The corridor behind her groaned as systems sparked back to life in her wake – motion-triggered or sentient, she couldn't tell. Ahead, a side door hung half-melted on its hinges. She pushed through into what looked like an old surveillance bay – now half-flooded and reeking of scorched metal and rot.
Dozens of screens lined the curved wall, some shattered, others dark, a few flickering to life as her presence activated motion logs.

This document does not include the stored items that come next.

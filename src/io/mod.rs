//! Sources and the line cursor that scans them.
//!
//! This module provides:
//! - `SourceProvider`: Trait for anything that can hand out a seekable handle
//! - `FileSource` / `open_file`: validated opening of files on disk
//! - `InMemorySource`: byte-buffer source for tests and benches
//! - `LineCursor`: forward-only buffered line scanner with rewind

mod cursor;
mod memory;
mod source;
mod std_io;

pub use cursor::{LineCursor, RewindError, Scan};
pub use memory::InMemorySource;
pub use source::SourceProvider;
pub use std_io::{FileSource, open_file};
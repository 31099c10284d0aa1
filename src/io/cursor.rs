//! Forward-only buffered line scanner.

use std::fmt;
use std::io::{self, BufRead, BufReader, Read, Seek, SeekFrom};

use crate::config::ReaderOptions;

/// Outcome of a single [`LineCursor::scan_next`] call.
#[derive(Debug, Clone, PartialEq, Eq)]
pub enum Scan {
    /// A line, without its terminator
    Line(String),
    /// End of stream
    Exhausted,
}

/// A buffered line scanner that owns its handle.
///
/// Lines end at `\n`; a `\r` right before it is dropped as well. A final
/// line without a terminator is still yielded. Reaching the end of the
/// stream is reported as [`Scan::Exhausted`], never as an error.
pub struct LineCursor<R> {
    reader: BufReader<R>,
    options: ReaderOptions,
    buf: Vec<u8>,
}

impl<R: Read + Seek> LineCursor<R> {
    /// Create a cursor over `handle` with default options.
    pub fn new(handle: R) -> Self {
        Self::with_options(handle, ReaderOptions::default())
    }

    pub fn with_options(handle: R, options: ReaderOptions) -> Self {
        Self {
            reader: BufReader::with_capacity(options.buffer_capacity.max(1), handle),
            options,
            buf: Vec::new(),
        }
    }

    pub fn options(&self) -> ReaderOptions {
        self.options
    }

    /// Advance by one line.
    ///
    /// Errors are I/O failures other than end-of-stream, a line that is not
    /// valid UTF-8, or a line longer than `max_line_len`. A rejected line is
    /// consumed, so the next call starts on the following line.
    pub fn scan_next(&mut self) -> io::Result<Scan> {
        self.buf.clear();

        let n = match self.options.max_line_len {
            // +2 leaves room for "\r\n" after a line of exactly the limit
            Some(limit) => (&mut self.reader)
                .take((limit as u64).saturating_add(2))
                .read_until(b'\n', &mut self.buf)?,
            None => self.reader.read_until(b'\n', &mut self.buf)?,
        };
        if n == 0 {
            return Ok(Scan::Exhausted);
        }

        let terminated = self.buf.last() == Some(&b'\n');
        if terminated {
            self.buf.pop();
            if self.buf.last() == Some(&b'\r') {
                self.buf.pop();
            }
        }

        if let Some(limit) = self.options.max_line_len {
            if self.buf.len() > limit {
                if !terminated {
                    self.reader.skip_until(b'\n')?;
                }
                return Err(io::Error::new(
                    io::ErrorKind::InvalidData,
                    format!("line exceeds {limit} bytes"),
                ));
            }
        }

        let line = String::from_utf8(std::mem::take(&mut self.buf))
            .map_err(|e| io::Error::new(io::ErrorKind::InvalidData, e))?;
        Ok(Scan::Line(line))
    }

    /// Seek the handle back to offset zero and build a brand-new cursor over it.
    ///
    /// The old cursor and its buffered bytes are discarded. If the seek fails
    /// the handle is returned inside a fresh cursor alongside the error.
    pub fn rewind(self) -> Result<Self, RewindError<R>> {
        let options = self.options;
        let mut handle = self.reader.into_inner();
        match handle.seek(SeekFrom::Start(0)) {
            Ok(_) => Ok(Self::with_options(handle, options)),
            Err(error) => Err(RewindError {
                cursor: Self::with_options(handle, options),
                error,
            }),
        }
    }

    /// Release the cursor and return the underlying handle.
    pub fn into_inner(self) -> R {
        self.reader.into_inner()
    }
}

impl<R> fmt::Debug for LineCursor<R> {
    fn fmt(&self, f: &mut fmt::Formatter<'_>) -> fmt::Result {
        f.debug_struct("LineCursor")
            .field("options", &self.options)
            .field("buffered", &self.reader.buffer().len())
            .finish()
    }
}

/// A failed [`LineCursor::rewind`], carrying the cursor so the handle is not lost.
pub struct RewindError<R> {
    cursor: LineCursor<R>,
    error: io::Error,
}

impl<R> RewindError<R> {
    pub fn error(&self) -> &io::Error {
        &self.error
    }

    pub fn into_parts(self) -> (LineCursor<R>, io::Error) {
        (self.cursor, self.error)
    }
}

impl<R> fmt::Debug for RewindError<R> {
    fn fmt(&self, f: &mut fmt::Formatter<'_>) -> fmt::Result {
        f.debug_struct("RewindError")
            .field("error", &self.error)
            .finish()
    }
}

impl<R> fmt::Display for RewindError<R> {
    fn fmt(&self, f: &mut fmt::Formatter<'_>) -> fmt::Result {
        write!(f, "rewind failed: {}", self.error)
    }
}
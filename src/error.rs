use thiserror::Error;

pub type Result<T> = std::result::Result<T, QueryError>;

#[derive(Debug, Error)]
pub enum QueryError {
    /// Declared entities violate a schema invariant. Raised once, at startup.
    #[error("Schema definition error: {0}")]
    SchemaDefinition(String),

    /// A field or relation name does not exist on the entity it was looked up on.
    #[error("Name resolution error: {0}")]
    NameResolution(String),

    #[error("Invalid operator: {0}")]
    InvalidOperator(String),

    #[error("Invalid filter: {0}")]
    InvalidFilter(String),

    /// Insert/update payload does not have the shape the entity requires.
    #[error("Data shape error: {0}")]
    DataShape(String),

    /// Registry and dictionary disagree. Always a programming error.
    #[error("Dictionary error: {0}")]
    Dictionary(String),

    #[error("Database error: {0}")]
    Database(String),

    #[error("Connection error: {0}")]
    Connection(String),

    #[error("Transaction error: {0}")]
    Transaction(String),

    #[error("JSON error: {0}")]
    Json(#[from] serde_json::Error),

    #[cfg(feature = "postgres")]
    #[error("SQLx error: {0}")]
    Sqlx(#[from] sqlx::Error),
}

A black chair sat crooked in front of the central control desk, ash-caked and empty.
She slid into the seat, keyed the cracked interface with a repurposed Grimm ID chip, and held her breath.

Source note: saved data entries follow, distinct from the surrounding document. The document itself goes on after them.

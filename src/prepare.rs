use crate::ast::{Filter, FilterNode, Operand, Record, SelectAst};
use crate::error::{QueryError, Result};
use crate::schema::{Field, FieldType, Member, SchemaRegistry};
use serde_json::Value;

/// SQL text plus its positional parameters, ready for execution
#[derive(Debug, Clone, PartialEq)]
pub struct Statement {
    pub sql: String,
    pub params: Vec<Value>,
}

impl Statement {
    pub fn new(sql: impl Into<String>, params: Vec<Value>) -> Self {
        Self {
            sql: sql.into(),
            params,
        }
    }
}

/// A record value after preparation
#[derive(Debug, Clone, PartialEq)]
pub enum PreparedValue {
    Param(usize),
    /// Many-to-one target data
    Record(PreparedRecord),
    /// One-to-many target data
    List(Vec<PreparedRecord>),
}

/// Insert/update payload with every scalar replaced by a placeholder index
#[derive(Debug, Clone, Default, PartialEq)]
pub struct PreparedRecord {
    pub entries: Vec<(String, PreparedValue)>,
}

impl PreparedRecord {
    pub fn get(&self, name: &str) -> Option<&PreparedValue> {
        self.entries
            .iter()
            .find(|(key, _)| key == name)
            .map(|(_, value)| value)
    }
}

/// Rewrites literals into `$n` placeholders, collecting their values in order.
///
/// Placeholders are 1-indexed and continuous across every call made on one
/// preparer, so a preparer backs exactly one statement.
#[derive(Debug)]
pub struct StatementPreparer<'a> {
    schema: &'a SchemaRegistry,
    values: Vec<Value>,
}

impl<'a> StatementPreparer<'a> {
    pub fn new(schema: &'a SchemaRegistry) -> Self {
        Self {
            schema,
            values: Vec::new(),
        }
    }

    pub fn values(&self) -> &[Value] {
        &self.values
    }

    pub fn into_values(self) -> Vec<Value> {
        self.values
    }

    /// Pair the collected values with the SQL they were prepared for.
    pub fn finish(self, sql: String) -> Statement {
        Statement::new(sql, self.values)
    }

    fn bind(&mut self, value: Value) -> usize {
        self.values.push(value);
        self.values.len()
    }

    /// Bind every predicate operand of `filter`. `_isnull` flags stay inline.
    pub fn prepare_where(&mut self, filter: &mut Filter) {
        for term in &mut filter.terms {
            match &mut term.node {
                FilterNode::Predicates(predicates) => {
                    for predicate in predicates {
                        let operand =
                            std::mem::replace(&mut predicate.operand, Operand::Flag(false));
                        predicate.operand = match operand {
                            Operand::Value(value) => Operand::Param(self.bind(value)),
                            Operand::List(values) => Operand::ParamList(
                                values.into_iter().map(|v| self.bind(v)).collect(),
                            ),
                            other => other,
                        };
                    }
                }
                FilterNode::Nested(nested) => self.prepare_where(nested),
            }
        }
        for nested in filter.and.iter_mut().chain(filter.or.iter_mut()) {
            self.prepare_where(nested);
        }
    }

    /// Bind the `where` of `ast` and of every nested relation, depth first.
    pub fn prepare_select(&mut self, ast: &mut SelectAst) {
        if let Some(filter) = ast.args.filter.as_mut() {
            self.prepare_where(filter);
        }
        for child in ast.many_to_one.iter_mut().chain(ast.one_to_many.iter_mut()) {
            self.prepare_select(child);
        }
    }

    /// Bind a flat insert/update payload of `entity`.
    ///
    /// Many-to-one data only binds the target field, the one value the
    /// foreign-key column needs; `null` binds `NULL`.
    pub fn prepare_record(&mut self, entity: &str, record: &Record) -> Result<PreparedRecord> {
        let schema = self.schema;
        let mut prepared = PreparedRecord::default();

        for (name, value) in record {
            let entry = match schema.resolve(entity, name)? {
                Member::Field(field) => PreparedValue::Param(self.bind(field_value(field, value))),
                Member::ManyToOne(mto) => match value {
                    Value::Null => PreparedValue::Param(self.bind(Value::Null)),
                    Value::Object(target) => {
                        let mut nested = PreparedRecord::default();
                        if let Some(key) = target.get(&mto.target_field) {
                            nested.entries.push((
                                mto.target_field.clone(),
                                PreparedValue::Param(self.bind(key.clone())),
                            ));
                        }
                        PreparedValue::Record(nested)
                    }
                    other => {
                        return Err(QueryError::DataShape(format!(
                            "Many-to-one {}.{} expects an object or null, got {}",
                            entity, name, other
                        )))
                    }
                },
                Member::OneToMany(otm) => match value {
                    Value::Array(items) => {
                        let mut records = Vec::with_capacity(items.len());
                        for item in items {
                            let Value::Object(item) = item else {
                                return Err(QueryError::DataShape(format!(
                                    "One-to-many {}.{} expects a list of objects",
                                    entity, name
                                )));
                            };
                            records.push(self.prepare_record(&otm.target_entity, item)?);
                        }
                        PreparedValue::List(records)
                    }
                    _ => {
                        return Err(QueryError::DataShape(format!(
                            "One-to-many {}.{} expects a list of objects",
                            entity, name
                        )))
                    }
                },
                Member::NotFound => {
                    return Err(QueryError::NameResolution(format!(
                        "Invalid field provided {}.{}",
                        entity, name
                    )))
                }
            };
            prepared.entries.push((name.clone(), entry));
        }

        Ok(prepared)
    }
}

// JSON columns receive their document as text, which the placeholder cast
// parses; a bare string would otherwise be read as JSON source.
fn field_value(field: &Field, value: &Value) -> Value {
    match (&field.field_type, value) {
        (_, Value::Null) => Value::Null,
        (FieldType::Json | FieldType::Jsonb, document) => Value::String(document.to_string()),
        (_, value) => value.clone(),
    }
}

#[cfg(test)]
mod tests {
    use super::*;
    use crate::ast::{map_output_ast, OutputAst};
    use crate::schema::Entity;
    use crate::testing::library;
    use serde_json::json;

    fn operands(filter: &Filter) -> Vec<Operand> {
        let mut collected = Vec::new();
        for term in &filter.terms {
            match &term.node {
                FilterNode::Predicates(predicates) => {
                    collected.extend(predicates.iter().map(|p| p.operand.clone()))
                }
                FilterNode::Nested(nested) => collected.extend(operands(nested)),
            }
        }
        for nested in filter.and.iter().chain(filter.or.iter()) {
            collected.extend(operands(nested));
        }
        collected
    }

    #[test]
    fn test_prepare_where() {
        let (schema, _) = library();
        let mut filter = Filter::parse(json!({
            "title": { "_eq": "The Hobbit" },
            "id": { "_in": ["b1", "b2"], "_isnull": false },
            "writer": { "lastName": { "_like": "Tol%" } },
            "_or": [{ "pages": { "_gt": 100 } }]
        }))
        .unwrap();

        let mut preparer = StatementPreparer::new(&schema);
        preparer.prepare_where(&mut filter);

        assert_eq!(
            operands(&filter),
            vec![
                Operand::Param(1),
                Operand::ParamList(vec![2, 3]),
                Operand::Flag(false),
                Operand::Param(4),
                Operand::Param(5),
            ]
        );
        assert_eq!(
            preparer.into_values(),
            vec![json!("The Hobbit"), json!("b1"), json!("b2"), json!("Tol%"), json!(100)]
        );
    }

    #[test]
    fn test_independent_preparers_start_at_one() {
        let (schema, _) = library();
        let mut first = Filter::parse(json!({ "id": { "_eq": "a" } })).unwrap();
        let mut second = Filter::parse(json!({ "id": { "_eq": "b" } })).unwrap();

        StatementPreparer::new(&schema).prepare_where(&mut first);
        StatementPreparer::new(&schema).prepare_where(&mut second);

        assert_eq!(operands(&first), vec![Operand::Param(1)]);
        assert_eq!(operands(&second), vec![Operand::Param(1)]);
    }

    #[test]
    fn test_prepare_select_walks_children() {
        let (schema, _) = library();
        let ast = OutputAst::new("books")
            .filter(Filter::parse(json!({ "title": { "_eq": "a" } })).unwrap())
            .node(
                OutputAst::new("characters")
                    .field("nickName")
                    .filter(Filter::parse(json!({ "nickName": { "_neq": "b" } })).unwrap()),
            )
            .node(
                OutputAst::new("writer")
                    .field("lastName")
                    .filter(Filter::parse(json!({ "id": { "_eq": "c" } })).unwrap()),
            );
        let mut select = map_output_ast(&schema, "Book", &ast).unwrap();

        let mut preparer = StatementPreparer::new(&schema);
        preparer.prepare_select(&mut select);

        assert_eq!(preparer.values(), &[json!("a"), json!("c"), json!("b")]);
        let writer_filter = select.many_to_one[0].args.filter.as_ref().unwrap();
        assert_eq!(operands(writer_filter), vec![Operand::Param(2)]);
    }

    #[test]
    fn test_prepare_record() {
        let (schema, _) = library();
        let record = json!({
            "id": "b1",
            "title": "The Hobbit",
            "writer": { "id": "w1", "firstName": "John" },
            "sequel": null
        });

        let mut preparer = StatementPreparer::new(&schema);
        let prepared = preparer
            .prepare_record("Book", record.as_object().unwrap())
            .unwrap();

        assert_eq!(prepared.get("id"), Some(&PreparedValue::Param(1)));
        assert_eq!(
            prepared.get("writer"),
            Some(&PreparedValue::Record(PreparedRecord {
                entries: vec![("id".to_string(), PreparedValue::Param(3))],
            }))
        );
        assert_eq!(prepared.get("sequel"), Some(&PreparedValue::Param(4)));
        assert_eq!(
            preparer.into_values(),
            vec![json!("b1"), json!("The Hobbit"), json!("w1"), Value::Null]
        );
    }

    #[test]
    fn test_prepare_record_json_field() {
        let schema = SchemaRegistry::new(vec![Entity::new("Note")
            .field(Field::new("id", FieldType::Integer).primary())
            .field(Field::new("body", FieldType::Jsonb))])
        .unwrap();

        let mut preparer = StatementPreparer::new(&schema);
        preparer
            .prepare_record("Note", json!({ "id": 1, "body": { "tags": ["a"] } }).as_object().unwrap())
            .unwrap();
        preparer
            .prepare_record("Note", json!({ "body": "plain" }).as_object().unwrap())
            .unwrap();
        preparer
            .prepare_record("Note", json!({ "body": null }).as_object().unwrap())
            .unwrap();

        assert_eq!(
            preparer.into_values(),
            vec![json!(1), json!("{\"tags\":[\"a\"]}"), json!("\"plain\""), Value::Null]
        );
    }

    #[test]
    fn test_prepare_record_one_to_many() {
        let (schema, _) = library();
        let record = json!({ "id": "w1", "books": [{ "id": "b1" }, { "id": "b2" }] });

        let mut preparer = StatementPreparer::new(&schema);
        let prepared = preparer
            .prepare_record("Writer", record.as_object().unwrap())
            .unwrap();

        assert!(matches!(prepared.get("books"), Some(PreparedValue::List(items)) if items.len() == 2));
        assert_eq!(preparer.values().len(), 3);
    }

    #[test]
    fn test_prepare_record_unknown_field() {
        let (schema, _) = library();
        let record = json!({ "isbn": "978" });

        let result = StatementPreparer::new(&schema).prepare_record("Book", record.as_object().unwrap());
        assert!(matches!(result, Err(QueryError::NameResolution(_))));
    }

    #[test]
    fn test_finish() {
        let (schema, _) = library();
        let mut preparer = StatementPreparer::new(&schema);
        let mut filter = Filter::parse(json!({ "id": { "_eq": 7 } })).unwrap();
        preparer.prepare_where(&mut filter);

        let statement = preparer.finish("SELECT 1".to_string());
        assert_eq!(statement, Statement::new("SELECT 1", vec![json!(7)]));
    }
}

The screen coughed static.
Then: RESTRICTED DATA ARCHIVE – INCIDENT: BURROW BREACH ACCESSING: INTERNAL FEED // TRI-SECTOR RECORDING #MΔ-42
A feed began to play.
No sound. Just footage. Glitching every few seconds.
It started in a mirrored corridor – the walls pristine, the glass oddly reflective. But something was off. The reflections didn't match.
Agent 714 leaned in.
The feed showed a woman – blonde, mid-thirties – staring at herself. But her reflection didn't move with her. It turned a second too late. Then, it smiled.
She froze the frame.
The smile on the other side had teeth that were wrong. Too many. Too sharp. Too familiar.
She skipped forward.
Chaos.
The feed fractured, jumped. Screams. The Mirror tearing itself through walls, phasing, shattering containment. Not fleeing. Hunting. She caught glimpses of it – a flicker of faces, always changing, warping into what its victims feared.
Impossible.
One frame froze on a teenage girl in a medical pod – half-hidden behind a collapsed platform. Cryogenic stasis confirmed by the overlay. The girl's hair was silver-blonde. Her heartbeat monitor was redlining.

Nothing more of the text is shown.